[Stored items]
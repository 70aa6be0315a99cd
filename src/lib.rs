//! Neon Asteroids - hand-tracked 3D asteroid shooter core
//!
//! Core modules:
//! - `sim`: Deterministic simulation (spawning, movement, hit testing, game state)
//! - `input`: Hand-tracking input adapter (normalized palm samples)
//! - `settings`: Debug-panel tunables, persisted to LocalStorage on web
//! - `bridge`: wasm boundary driven by the external renderer's frame callback

pub mod input;
pub mod settings;
pub mod sim;

#[cfg(target_arch = "wasm32")]
pub mod bridge;

pub use input::HandTracker;
pub use settings::Settings;

/// Game configuration constants
pub mod consts {
    /// Fixed simulation timestep (120 Hz for smooth hit testing)
    pub const SIM_DT: f32 = 1.0 / 120.0;
    /// Maximum substeps per frame to prevent spiral of death
    pub const MAX_SUBSTEPS: u32 = 8;

    /// Seconds of simulated time between asteroid spawns
    pub const SPAWN_INTERVAL: f32 = 2.0;
    /// Spawn field half-extents at the spawn plane
    pub const SPAWN_HALF_WIDTH: f32 = 5.0;
    pub const SPAWN_HALF_HEIGHT: f32 = 3.0;
    /// Depth at which asteroids enter the scene
    pub const SPAWN_DEPTH: f32 = -15.0;
    /// Asteroid approach speed range (units/sec toward the viewer)
    pub const ASTEROID_MIN_SPEED: f32 = 5.0;
    pub const ASTEROID_MAX_SPEED: f32 = 7.0;
    /// Bounding sphere radius used for hit testing
    pub const ASTEROID_RADIUS: f32 = 0.3;
    /// Visual tessellation detail range (renderer-side sphere segments)
    pub const ASTEROID_MIN_DETAIL: f32 = 15.0;
    pub const ASTEROID_MAX_DETAIL: f32 = 145.0;
    /// Depth at which an asteroid has passed the camera and despawns
    pub const ASTEROID_CULL_DEPTH: f32 = 10.0;

    /// Projectile speed (units/sec)
    pub const PROJECTILE_SPEED: f32 = 15.0;
    /// Depth past which a projectile despawns
    pub const PROJECTILE_CULL_DEPTH: f32 = -20.0;
    /// Seconds between shots while the turret is live
    pub const FIRE_INTERVAL: f32 = 0.2;

    /// Turret position mapping: mirrored, scaled hand position
    pub const TURRET_RANGE_X: f32 = 4.5;
    pub const TURRET_RANGE_Y: f32 = 3.5;
    /// Crosshair mapping (aim plane)
    pub const AIM_RANGE_X: f32 = 10.0;
    pub const AIM_RANGE_Y: f32 = 10.0;
    pub const AIM_DEPTH: f32 = -5.0;

    /// Score awarded per destroyed asteroid
    pub const HIT_SCORE: u32 = 100;
    /// Lifetime of explosion and floating-score entities (seconds)
    pub const EFFECT_DURATION: f32 = 1.0;
    /// Upward drift of floating score labels (units/sec)
    pub const LABEL_RISE_SPEED: f32 = 0.6;

    /// Explosion particle burst size
    pub const EXPLOSION_PARTICLES: usize = 50;
    /// Particle ejection speed range (units/sec)
    pub const PARTICLE_MIN_SPEED: f32 = 2.0;
    pub const PARTICLE_MAX_SPEED: f32 = 4.0;
}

■ EXERCISE DETAILS
Reproduce, character for character, only the lines of the preceding data that start at the line with "pub const ASTEROID_MAX_DETAIL: f32" and end at the line with "particle burst size", both included.

■ RESULT BELOW
    pub const ASTEROID_MAX_DETAIL: f32 = 145.0;
    /// Depth at which an asteroid has passed the camera and despawns
    pub const ASTEROID_CULL_DEPTH: f32 = 10.0;

    /// Projectile speed (units/sec)
    pub const PROJECTILE_SPEED: f32 = 15.0;
    /// Depth past which a projectile despawns
    pub const PROJECTILE_CULL_DEPTH: f32 = -20.0;
    /// Seconds between shots while the turret is live
    pub const FIRE_INTERVAL: f32 = 0.2;

    /// Turret position mapping: mirrored, scaled hand position
    pub const TURRET_RANGE_X: f32 = 4.5;
    pub const TURRET_RANGE_Y: f32 = 3.5;
    /// Crosshair mapping (aim plane)
    pub const AIM_RANGE_X: f32 = 10.0;
    pub const AIM_RANGE_Y: f32 = 10.0;
    pub const AIM_DEPTH: f32 = -5.0;

    /// Score awarded per destroyed asteroid
    pub const HIT_SCORE: u32 = 100;
    /// Lifetime of explosion and floating-score entities (seconds)
    pub const EFFECT_DURATION: f32 = 1.0;
    /// Upward drift of floating score labels (units/sec)
    pub const LABEL_RISE_SPEED: f32 = 0.6;

    /// Explosion particle burst size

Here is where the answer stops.